Lung cancer is the leading cause of cancer death among both men and women in the U.S., with more than a hundred thousand deaths every year. The five-year survival rate is only 17%; however, early detection of malignant lung nodules significantly improves the chances of survival and prognosis.

This study aims to show that 3D Convolutional Neural Networks (CNNs) which use the full 3D nature of the input data perform better in classifying lung nodules compared to previously used 2D CNNs. It also demonstrates an approach to develop an optimized 3D CNN that performs with state of art classification accuracies. CNNs, like other deep neural networks, have been black boxes giving users no understanding of why they predict what they predict. This study, for the first time, demonstrates that Gradient-weighted Class Activation Mapping (Grad-CAM) techniques can provide visual explanations for model decisions in lung nodule classification by highlighting discriminative regions.

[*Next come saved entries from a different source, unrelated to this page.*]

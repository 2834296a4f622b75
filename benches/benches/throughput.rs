//! HALFLOOP-24 Attack Pipeline Criterion Benchmark
//!
//! Statistically rigorous performance measurements for each stage of the
//! differential meet-in-the-middle pipeline, plus the bit-sliced brute-force
//! completion.

#![allow(clippy::pedantic, clippy::nursery)]
#![allow(clippy::unwrap_used, clippy::expect_used)]

use criterion::{criterion_group, criterion_main, Criterion, Throughput};
use halfloop_core::attack::{build_left_table, build_right_table, find_candidate_keys, left_states};
use halfloop_core::cipher::key_schedule;
use halfloop_core::generator::generate_good_pairs;
use halfloop_core::pairs::{good_pairs, TuplePair};
use rand::prelude::*;
use std::hint::black_box;

const FIXED_KEY: u128 = (0x2b7e_1516_28ae_d2a6_u128 << 64) | 0xabf7_1588_09cf_4f3c_u128;
const FIXED_TWEAK: u64 = 0x543b_d880_0001_7550;

/// Draws three good pairs under a fixed key/tweak for the stages below: real
/// output from the attack's own good-pair filter, not synthetic data.
fn fixture_pairs() -> [TuplePair; 3] {
    let mut rng = rand::rng();
    let (tuples, _) = generate_good_pairs(FIXED_KEY, FIXED_TWEAK, 3, || {
        let mut buf = [0u8; 4];
        rng.fill(&mut buf);
        u32::from_ne_bytes(buf) & 0x00ff_ff00
    })
    .unwrap();
    let pairs = good_pairs(&tuples);
    assert!(pairs.len() >= 3, "fixture produced too few good pairs to benchmark");
    [pairs[0], pairs[1], pairs[2]]
}

// =============================================================================
// STAGE E: LEFT-STATE ENUMERATION
// =============================================================================

/// Enumerating every pre-rk8 state consistent with one good pair's
/// differential is the single most expensive stage in the pipeline (a `2^24`
/// sweep with an inner `2^8` scan), so it gets its own group with a reduced
/// sample size.
fn bench_left_states(c: &mut Criterion) {
    let mut group = c.benchmark_group("1-Left-State-Enumeration");
    group.sample_size(10);

    let [tp1, _, _] = fixture_pairs();
    group.bench_function("single-good-pair", |b| b.iter(|| left_states(black_box(&tp1))));
    group.finish();
}

// =============================================================================
// STAGE F: LEFT-TABLE JOIN
// =============================================================================

/// Joining three left-state lists on their shared key byte, at realistic
/// list sizes drawn from the fixture pairs.
fn bench_left_table_join(c: &mut Criterion) {
    let mut group = c.benchmark_group("2-Left-Table-Join");

    let [tp1, tp2, tp3] = fixture_pairs();
    let list1 = left_states(&tp1);
    let list2 = left_states(&tp2);
    let list3 = left_states(&tp3);
    group.throughput(Throughput::Elements(list1.len() as u64));

    group.bench_function("three-good-pairs", |b| b.iter(|| build_left_table(black_box(&list1), black_box(&list2), black_box(&list3))));
    group.finish();
}

// =============================================================================
// STAGE G: RIGHT-TABLE CONSTRUCTION
// =============================================================================

/// Always exactly 256 entries per table; cheap, but run on both the
/// msb and mid projections since they differ by a rotate.
fn bench_right_table(c: &mut Criterion) {
    let mut group = c.benchmark_group("3-Right-Table-Construction");

    let [tp1, tp2, tp3] = fixture_pairs();
    group.bench_function("msb-byte", |b| b.iter(|| build_right_table(black_box(&tp1), black_box(&tp2), black_box(&tp3), false)));
    group.bench_function("mid-byte", |b| b.iter(|| build_right_table(black_box(&tp1), black_box(&tp2), black_box(&tp3), true)));
    group.finish();
}

// =============================================================================
// STAGE H: CANDIDATE-KEY ENUMERATION
// =============================================================================

/// The meet-in-the-middle join between the left table and the two right
/// tables, at the table sizes the earlier stages actually produce.
fn bench_candidate_keys(c: &mut Criterion) {
    let mut group = c.benchmark_group("4-Candidate-Key-Enumeration");
    group.sample_size(10);

    let [tp1, tp2, tp3] = fixture_pairs();
    let left_table = build_left_table(&left_states(&tp1), &left_states(&tp2), &left_states(&tp3));
    let right_msb = build_right_table(&tp1, &tp2, &tp3, false);
    let right_mid = build_right_table(&tp1, &tp2, &tp3, true);
    group.throughput(Throughput::Elements(left_table.len() as u64));

    group.bench_function("one-triple", |b| {
        b.iter(|| find_candidate_keys(black_box(&tp1), black_box(&tp2), black_box(&tp3), black_box(&left_table), black_box(&right_msb), black_box(&right_mid)))
    });
    group.finish();
}

// =============================================================================
// STAGE J: BIT-SLICED BRUTE FORCE
// =============================================================================

/// The full `2^32` bit-sliced search, keyed by a known key so it always
/// succeeds. This is the single most compute-heavy call in the toolkit, so
/// the sample size is cut to the minimum criterion allows.
fn bench_bitslice_search(c: &mut Criterion) {
    let mut group = c.benchmark_group("5-Bitslice-Search");
    group.sample_size(10);
    group.throughput(Throughput::Elements(1u64 << 32));

    let rk = key_schedule(FIXED_KEY, FIXED_TWEAK);
    let pkey = (u128::from(rk[5] & 0x00ff00) << 112)
        | (u128::from(rk[7]) << 64)
        | (u128::from(rk[8]) << 40)
        | (u128::from(rk[9]) << 16)
        | u128::from(rk[10] >> 8);

    let pt = 0x0102_03u32;
    let mut state = pt;
    for rk_i in &rk[0..8] {
        use halfloop_core::cipher::{mix_columns, rotate_rows, sub_bytes};
        state = mix_columns(rotate_rows(sub_bytes(state ^ rk_i)));
    }

    group.bench_function("full-2-32-sweep", |b| b.iter(|| halfloop_core::bitslice::search(black_box(pt), black_box(state), black_box(pkey))));
    group.finish();
}

criterion_group!(
    benches,
    bench_left_states,
    bench_left_table_join,
    bench_right_table,
    bench_candidate_keys,
    bench_bitslice_search,
);
criterion_main!(benches);
//! Status logging.
//!
//! A single colored, timestamped line per status transition: white for
//! progress, green for positive results, red for errors.

use chrono::Local;
use colored::Colorize;

/// The color a status line is printed in.
#[derive(Debug, Clone, Copy, PartialEq, Eq)]
pub enum Level {
    /// Routine progress.
    White,
    /// A positive result.
    Green,
    /// An error.
    Red,
}

/// Prints `message` prefixed with a `[HH:MM:SS]` timestamp, colored per
/// `level`.
pub fn log_status(level: Level, message: &str) {
    let timestamp = Local::now().format("%H:%M:%S");
    let colored_message = match level {
        Level::White => message.normal(),
        Level::Green => message.green(),
        Level::Red => message.red(),
    };
    println!("[{timestamp}] {colored_message}");
}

Several CNN architectures using Keras and TensorFlow were implemented as part of this study. The publicly available LUNA16 dataset, comprising 888 CT scans with candidate nodules manually annotated by radiologists, was used to train and test the models. The models were optimized by varying the hyperparameters, to reach accuracies exceeding 90%. Grad-CAM techniques were applied to the optimized 3D CNN to generate images that provide quality visual insights into the model decision making. The results demonstrate the promise of 3D CNNs as highly accurate and trustworthy classifiers for early lung cancer detection, leading to improved chances of survival and prognosis.